§ Stored data
// SPDX-License-Identifier: AGPL-3.0-or-later
//
// Copyright (C) 2026 HIT Platform

//! HTTP client for the provisioning service.
//!
//! Thin wrapper around the provisioner API. All calls carry a bounded
//! timeout (from [`ClientConfig`], default 5 seconds) after which they fail
//! with a transport error rather than hanging the enclosing request. No
//! automatic retry is performed; callers decide their own retry policy, and
//! only transport failures are ever retry-safe.

use reqwest::{header, Method, StatusCode};
use serde::Deserialize;
use serde_json::{json, Map, Value};
use url::Url;

use crate::config::ClientConfig;
use crate::error::ProvisionerError;

const USER_AGENT: &str = concat!("hit-modules-client/", env!("CARGO_PKG_VERSION"));

/// The provisioner's authoritative answer to "is this token valid, and is
/// module/method access permitted".
///
/// `valid` and the ACL fields are optional on the wire: plain token
/// validation responses carry only `claims`, and a missing `valid` on an ACL
/// response is a malformed reply the caller must treat as a provisioner
/// failure, not a rejection.
#[derive(Debug, Clone, Default, Deserialize)]
pub struct VerificationResult {
    /// Token validity flag (ACL responses only).
    #[serde(default)]
    pub valid: Option<bool>,
    /// Authoritative claims, distinct from any locally-decoded ones.
    #[serde(default)]
    pub claims: Option<Map<String, Value>>,
    /// Whether module-level access is allowed.
    #[serde(default)]
    pub module_allowed: Option<bool>,
    /// Whether method-level access is allowed (when a method was checked).
    #[serde(default)]
    pub method_allowed: Option<bool>,
    /// Explanation supplied by the provisioner when access is denied.
    #[serde(default)]
    pub reason: Option<String>,
}

/// Client for the provisioner HTTP API.
#[derive(Debug, Clone)]
pub struct ProvisionerClient {
    config: ClientConfig,
    http: reqwest::Client,
}

impl ProvisionerClient {
    /// Create a client from an explicit configuration.
    pub fn new(config: ClientConfig) -> Result<Self, ProvisionerError> {
        if config.base_url.trim().is_empty() {
            return Err(ProvisionerError::Config(
                "Provisioner base URL is not configured. Set PROVISIONER_URL or supply a ClientConfig.".to_string(),
            ));
        }
        Url::parse(&config.base_url).map_err(|e| {
            ProvisionerError::Config(format!(
                "Provisioner base URL '{}' is invalid: {e}",
                config.base_url
            ))
        })?;

        let http = reqwest::Client::builder()
            .timeout(config.timeout)
            .danger_accept_invalid_certs(!config.verify_ssl)
            .build()
            .map_err(|e| ProvisionerError::Config(format!("Failed to build HTTP client: {e}")))?;

        Ok(Self { config, http })
    }

    /// Create a client from environment variables.
    ///
    /// `require_token` should be off for shared modules that only validate
    /// incoming tokens.
    pub fn from_env(require_token: bool) -> Result<Self, ProvisionerError> {
        Self::new(ClientConfig::from_env(require_token)?)
    }

    /// The configured base URL, without a trailing slash.
    pub fn base_url(&self) -> &str {
        self.config.base_url.trim_end_matches('/')
    }

    fn build_url(&self, path: &str) -> String {
        format!("{}/{}", self.base_url(), path.trim_start_matches('/'))
    }

    /// Perform a request and map the response per the provisioner's
    /// conventions: 200 with an empty body is an empty document, 401 is an
    /// authentication failure, 404 is a missing secret, anything else is a
    /// request error carrying the status.
    async fn request(
        &self,
        method: Method,
        path: &str,
        body: Option<Value>,
        bearer: Option<&str>,
    ) -> Result<Map<String, Value>, ProvisionerError> {
        let url = self.build_url(path);
        tracing::debug!(method = %method, url = %url, "provisioner request");

        let mut request = self
            .http
            .request(method, &url)
            .header(header::USER_AGENT, USER_AGENT)
            .header(header::ACCEPT, "application/json");
        if let Some(token) = bearer.or_else(|| self.config.outbound_token()) {
            request = request.bearer_auth(token);
        }
        if let Some(body) = body {
            request = request.json(&body);
        }

        let response = request.send().await.map_err(|e| {
            tracing::error!(url = %url, error = %e, "provisioner request failed");
            ProvisionerError::request(e.to_string())
        })?;

        let status = response.status();
        if status == StatusCode::OK {
            let bytes = response
                .bytes()
                .await
                .map_err(|e| ProvisionerError::request(e.to_string()))?;
            if bytes.is_empty() {
                return Ok(Map::new());
            }
            return match serde_json::from_slice::<Value>(&bytes) {
                Ok(Value::Object(map)) => Ok(map),
                Ok(other) => Err(ProvisionerError::request(format!(
                    "Unexpected JSON response from provisioner: {other}"
                ))),
                Err(e) => Err(ProvisionerError::request(format!(
                    "Invalid JSON response from provisioner: {e}"
                ))),
            };
        }

        match status {
            StatusCode::UNAUTHORIZED => Err(ProvisionerError::Auth),
            StatusCode::NOT_FOUND => Err(ProvisionerError::SecretNotFound),
            _ => {
                let detail = response.text().await.unwrap_or_default();
                let detail = if detail.is_empty() {
                    "Unknown error".to_string()
                } else {
                    detail
                };
                Err(ProvisionerError::request_with_status(detail, status.as_u16()))
            }
        }
    }

    /// Ask the provisioner to validate an end-user/project token.
    pub async fn verify_token(&self, token: &str) -> Result<VerificationResult, ProvisionerError> {
        let body = self
            .request(
                Method::POST,
                "/api/v1/tokens/validate",
                Some(json!({ "token": token })),
                None,
            )
            .await?;
        parse_verification(body)
    }

    /// Validate a token and check module/method access in one call.
    ///
    /// When `method_name` is absent only module-level access is checked.
    pub async fn verify_token_with_acl(
        &self,
        token: &str,
        module_name: &str,
        method_name: Option<&str>,
    ) -> Result<VerificationResult, ProvisionerError> {
        let mut payload = json!({
            "token": token,
            "moduleName": module_name,
        });
        if let Some(method) = method_name {
            payload["methodName"] = Value::String(method.to_string());
        }

        let body = self
            .request(Method::POST, "/api/v1/tokens/validate", Some(payload), None)
            .await?;
        parse_verification(body)
    }

    /// Fetch module-specific configuration.
    ///
    /// `bearer` overrides the configured token; the config resolver passes
    /// the caller's request token here so lookups run under the live
    /// caller's credentials.
    pub async fn get_module_config(
        &self,
        module_name: &str,
        bearer: Option<&str>,
    ) -> Result<Map<String, Value>, ProvisionerError> {
        self.request(
            Method::POST,
            "/api/v1/config/module",
            Some(json!({ "moduleName": module_name })),
            bearer,
        )
        .await
    }

    /// Fetch a database secret (connection string + metadata).
    pub async fn get_database_secret(
        &self,
        namespace: &str,
        secret_key: &str,
        role: Option<&str>,
        bearer: Option<&str>,
    ) -> Result<Map<String, Value>, ProvisionerError> {
        self.request(
            Method::POST,
            "/api/v1/secrets/database",
            Some(json!({
                "namespace": namespace,
                "secretKey": secret_key,
                "role": role,
            })),
            bearer,
        )
        .await
    }

    /// Check provisioner health.
    pub async fn ping(&self) -> bool {
        match self.request(Method::GET, "/healthz", None, None).await {
            Ok(_) => true,
            Err(e) => {
                tracing::warn!(error = %e, "provisioner health check failed");
                false
            }
        }
    }
}

fn parse_verification(body: Map<String, Value>) -> Result<VerificationResult, ProvisionerError> {
    serde_json::from_value(Value::Object(body)).map_err(|e| {
        ProvisionerError::request(format!("Malformed verification response: {e}"))
    })
}

#[cfg(test)]
mod tests {
    use super::*;
    use crate::testutil::{spawn_app, stub_client, unreachable_client};
    use axum::http::StatusCode;
    use axum::routing::{get, post};
    use axum::{Json, Router};
    use std::sync::atomic::{AtomicUsize, Ordering};
    use std::sync::Arc;

    #[test]
    fn rejects_empty_base_url() {
        let result = ProvisionerClient::new(ClientConfig::new(""));
        assert!(matches!(result, Err(ProvisionerError::Config(_))));
    }

    #[test]
    fn rejects_unparseable_base_url() {
        let result = ProvisionerClient::new(ClientConfig::new("not a url"));
        assert!(matches!(result, Err(ProvisionerError::Config(_))));
    }

    #[tokio::test]
    async fn verify_token_parses_claims() {
        let app = Router::new().route(
            "/api/v1/tokens/validate",
            post(|| async {
                Json(json!({
                    "valid": true,
                    "claims": {"prj": "acme", "svc": "billing"},
                }))
            }),
        );
        let client = stub_client(spawn_app(app).await);

        let result = client.verify_token("tok").await.unwrap();
        assert_eq!(result.valid, Some(true));
        let claims = result.claims.unwrap();
        assert_eq!(claims["prj"], "acme");
        assert_eq!(claims["svc"], "billing");
    }

    #[tokio::test]
    async fn acl_request_includes_method_name() {
        let app = Router::new().route(
            "/api/v1/tokens/validate",
            post(|Json(body): Json<Value>| async move {
                assert_eq!(body["moduleName"], "ping-pong");
                assert_eq!(body["methodName"], "increment");
                Json(json!({"valid": true, "claims": {}, "module_allowed": true, "method_allowed": true}))
            }),
        );
        let client = stub_client(spawn_app(app).await);

        let result = client
            .verify_token_with_acl("tok", "ping-pong", Some("increment"))
            .await
            .unwrap();
        assert_eq!(result.module_allowed, Some(true));
    }

    #[tokio::test]
    async fn maps_401_to_auth_error() {
        let app = Router::new().route(
            "/api/v1/tokens/validate",
            post(|| async { StatusCode::UNAUTHORIZED }),
        );
        let client = stub_client(spawn_app(app).await);

        let err = client.verify_token("bad").await.unwrap_err();
        assert!(matches!(err, ProvisionerError::Auth));
    }

    #[tokio::test]
    async fn maps_404_to_secret_not_found() {
        let app = Router::new().route(
            "/api/v1/secrets/database",
            post(|| async { StatusCode::NOT_FOUND }),
        );
        let client = stub_client(spawn_app(app).await);

        let err = client
            .get_database_secret("shared", "auth-db", None, None)
            .await
            .unwrap_err();
        assert!(matches!(err, ProvisionerError::SecretNotFound));
    }

    #[tokio::test]
    async fn maps_server_errors_to_request_error_with_status() {
        let app = Router::new().route(
            "/api/v1/config/module",
            post(|| async { (StatusCode::INTERNAL_SERVER_ERROR, "boom") }),
        );
        let client = stub_client(spawn_app(app).await);

        let err = client.get_module_config("ping-pong", None).await.unwrap_err();
        match err {
            ProvisionerError::Request { status, message } => {
                assert_eq!(status, Some(500));
                assert_eq!(message, "boom");
            }
            other => panic!("unexpected error: {other:?}"),
        }
    }

    #[tokio::test]
    async fn connection_refused_is_a_transport_error() {
        let client = unreachable_client().await;
        let err = client.verify_token("tok").await.unwrap_err();
        assert!(err.is_transport(), "expected transport error, got {err:?}");
    }

    #[tokio::test]
    async fn empty_200_body_is_an_empty_document() {
        let app = Router::new().route("/api/v1/config/module", post(|| async { "" }));
        let client = stub_client(spawn_app(app).await);

        let config = client.get_module_config("ping-pong", None).await.unwrap();
        assert!(config.is_empty());
    }

    #[tokio::test]
    async fn bearer_override_replaces_configured_token() {
        let seen = Arc::new(AtomicUsize::new(0));
        let seen_in_handler = seen.clone();
        let app = Router::new().route(
            "/api/v1/config/module",
            post(
                move |headers: axum::http::HeaderMap, Json(_): Json<Value>| async move {
                    let auth = headers
                        .get(axum::http::header::AUTHORIZATION)
                        .and_then(|v| v.to_str().ok())
                        .unwrap_or_default();
                    assert_eq!(auth, "Bearer request-token");
                    seen_in_handler.fetch_add(1, Ordering::SeqCst);
                    Json(json!({}))
                },
            ),
        );
        let base_url = spawn_app(app).await;
        let client = ProvisionerClient::new(
            ClientConfig::new(base_url).with_module_token("configured-token"),
        )
        .unwrap();

        client
            .get_module_config("ping-pong", Some("request-token"))
            .await
            .unwrap();
        assert_eq!(seen.load(Ordering::SeqCst), 1);
    }

    #[tokio::test]
    async fn ping_reports_health() {
        let app = Router::new().route("/healthz", get(|| async { "" }));
        let client = stub_client(spawn_app(app).await);
        assert!(client.ping().await);

        let client = unreachable_client().await;
        assert!(!client.ping().await);
    }
}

§ Task brief
What are the lines above that hold the string "StatusCode"? Copy them.

§ Result for this exercise
use reqwest::{header, Method, StatusCode};
        if status == StatusCode::OK {
            StatusCode::UNAUTHORIZED => Err(ProvisionerError::Auth),
            StatusCode::NOT_FOUND => Err(ProvisionerError::SecretNotFound),
    use axum::http::StatusCode;
            post(|| async { StatusCode::UNAUTHORIZED }),
            post(|| async { StatusCode::NOT_FOUND }),
            post(|| async { (StatusCode::INTERNAL_SERVER_ERROR, "boom") }),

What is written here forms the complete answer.